Lakshadweep resident and researcher RM Hidayathulla, who drew attention to the disappearance of a small, uninhabited atoll island in the archipelago in the Arabian Sea in 2017, has closely witnessed the land contract from erosion from a combination of factors. Rising sea levels will likely worsen it.

“My house is near the sea and coastal erosion is increasing day by day. We do want development but it should be scientific and sustainable,” Hidayathulla said amid the simmering controversy surrounding the coral-fortressed archipelago, an environmentally fragile melting pot of cultures, roughly 200 km off the west coast of southern India.

Hidayathulla works in the agriculture sector in Kavaratti, the capital of Lakshadweep, India’s smallest Union territory, with islands barely a few metres above sea level.

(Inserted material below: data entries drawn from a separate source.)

use flate2::read::GzDecoder;
use std::{
    fs::{self, File},
    io::{self, BufWriter, Read, Write},
    path::Path,
    sync::atomic::{AtomicBool, Ordering},
};
use tar::{Archive, EntryType};
use tracing::warn;

#[derive(Debug, thiserror::Error)]
pub enum ArchiveError {
    #[error("archivo tar.gz corrupto o incompleto: {0}")]
    Corrupt(#[source] io::Error),
    #[error("no se pudo escribir {path}: {source}")]
    Write {
        path: String,
        #[source]
        source: io::Error,
    },
    #[error("extracción cancelada")]
    Cancelled,
}

/// Descomprime un tar.gz en `dest_dir` aplanando la estructura: de cada
/// archivo regular sólo se conserva el nombre base. Los directorios y
/// demás entradas se ignoran.
///
/// Devuelve los nombres escritos, en el orden en que venían en el tar.
/// `cancel` se revisa antes de cada entrada: quien abandona la extracción
/// (por timeout) lo prende y no se escribe ningún archivo más.
pub fn unpack_flat<R: Read>(
    reader: R,
    dest_dir: &Path,
    cancel: &AtomicBool,
) -> Result<Vec<String>, ArchiveError> {
    fs::create_dir_all(dest_dir).map_err(|source| ArchiveError::Write {
        path: dest_dir.display().to_string(),
        source,
    })?;

    let mut archive = Archive::new(GzDecoder::new(reader));
    let mut written = Vec::new();

    for entry in archive.entries().map_err(ArchiveError::Corrupt)? {
        if cancel.load(Ordering::Relaxed) {
            warn!("extracción en {} cancelada", dest_dir.display());
            return Err(ArchiveError::Cancelled);
        }
        let mut entry = entry.map_err(ArchiveError::Corrupt)?;

        if entry.header().entry_type() != EntryType::Regular {
            continue;
        }

        let file_name = {
            let path = entry.path().map_err(ArchiveError::Corrupt)?;
            match path.file_name() {
                Some(name) => name.to_string_lossy().to_string(),
                None => continue,
            }
        };

        let target = dest_dir.join(&file_name);
        if target.exists() {
            // los nombres son únicos por frame; si choca, gana el último
            warn!("{} ya existía, se sobrescribe", target.display());
        }

        let write_err = |source: io::Error| ArchiveError::Write {
            path: target.display().to_string(),
            source,
        };

        let expected = entry.size();
        let out = File::create(&target).map_err(write_err)?;
        let mut writer = TaggedWriter::new(BufWriter::new(out));
        let copied = match io::copy(&mut entry, &mut writer) {
            Ok(n) => n,
            // si el error vino del disco lo guardó el writer; si no, es del tar
            Err(e) => match writer.take_error() {
                Some(source) => return Err(write_err(source)),
                None => return Err(ArchiveError::Corrupt(e)),
            },
        };
        writer.inner.flush().map_err(write_err)?;

        if copied != expected {
            return Err(ArchiveError::Corrupt(io::Error::new(
                io::ErrorKind::UnexpectedEof,
                format!("{file_name}: {copied} de {expected} bytes"),
            )));
        }

        written.push(file_name);
    }

    Ok(written)
}

/// Writer que se guarda su propio error, para distinguir después de
/// `io::copy` si falló la lectura del tar o la escritura a disco.
struct TaggedWriter<W> {
    inner: W,
    error: Option<io::Error>,
}

impl<W: Write> TaggedWriter<W> {
    fn new(inner: W) -> Self {
        Self { inner, error: None }
    }

    fn take_error(&mut self) -> Option<io::Error> {
        self.error.take()
    }
}

impl<W: Write> Write for TaggedWriter<W> {
    fn write(&mut self, buf: &[u8]) -> io::Result<usize> {
        self.inner.write(buf).map_err(|e| {
            let kind = e.kind();
            self.error = Some(e);
            io::Error::from(kind)
        })
    }

    fn flush(&mut self) -> io::Result<()> {
        self.inner.flush()
    }
}
use serde::{Deserialize, Serialize};

pub type WorkerId = String;

/// Ciclo de vida de un nodo del fleet. Sólo avanza hacia adelante.
#[derive(Debug, Clone, Copy, PartialEq, Eq, Serialize, Deserialize)]
#[serde(rename_all = "SCREAMING_SNAKE_CASE")]
pub enum WorkerState {
    Requested,
    Ready,
    Failed,
    Assigned,
    Executing,
    Collecting,
    Destroyed,
}

impl WorkerState {
    fn rank(self) -> u8 {
        match self {
            WorkerState::Requested => 0,
            WorkerState::Ready | WorkerState::Failed => 1,
            WorkerState::Assigned => 2,
            WorkerState::Executing => 3,
            WorkerState::Collecting => 4,
            WorkerState::Destroyed => 5,
        }
    }

    /// Un nodo fallido sólo puede pasar a Destroyed.
    pub fn can_advance_to(self, next: WorkerState) -> bool {
        if self == WorkerState::Failed {
            return next == WorkerState::Destroyed;
        }
        next.rank() > self.rank()
    }
}

/// Nodo provisionado. `index` es su posición en el fleet (orden de
/// partición), `id` es el identificador opaco que asignó el proveedor.
#[derive(Debug, Clone, PartialEq, Eq, Serialize, Deserialize)]
pub struct Worker {
    pub id: WorkerId,
    pub index: u32,
    pub address: String,
    /// Sólo informativo (totales del fleet)
    pub processors: u32,
}

/// Plantilla fija para todos los nodos de un job.
#[derive(Debug, Clone, PartialEq, Eq, Serialize, Deserialize)]
pub struct NodeTemplate {
    /// Ej: "t1.micro"
    pub instance_type: String,
    /// AMI / familia de SO, ej: Amazon Linux
    pub image: String,
    /// Ej: "us-west-1"
    pub region: String,
    /// Key pair que el proveedor instala en los nodos (para ssh)
    pub key_pair: Option<String>,
}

Although the smallest of the major oceans on Earth, the Indian Ocean, including the Bay of Bengal and the Arabian Sea, is the fastest-warming tropical ocean.

The Lakshadweep islands consist of coral formations built upon the Laccadive-Chagos submarine ridge “rising steeply from a depth of about 1500 m to 4000 m” off the west coast of India. This ecoregion consists of the Maldives, the world’s most low-lying terrain and the Chagos archipelago, a British Indian Ocean territory.

Rising sea levels

“We have concrete structures surrounding our islands for protection but what we need are natural protection like mangroves,” Hidayathulla points out, referring to the Lakshadweep archipelago of 36 islands with an area of 32 sq km comprising of 12 atolls, three reefs, five submerged banks and ten inhabited islands. With a population of 64,000 people and 2,000 people per square km, it is one of the most densely populated parts of rural India.

According to Prasad K. Bhaskaran, an expert on wave ocean dynamics, even with a low greenhouse gas concentration scenario (technically called the Representative Concentration Pathway 2.6), sea levels around Lakshadweep, are expected to rise to levels “dangerously close” to the global projections by the end of the century, roughly over the next two generations.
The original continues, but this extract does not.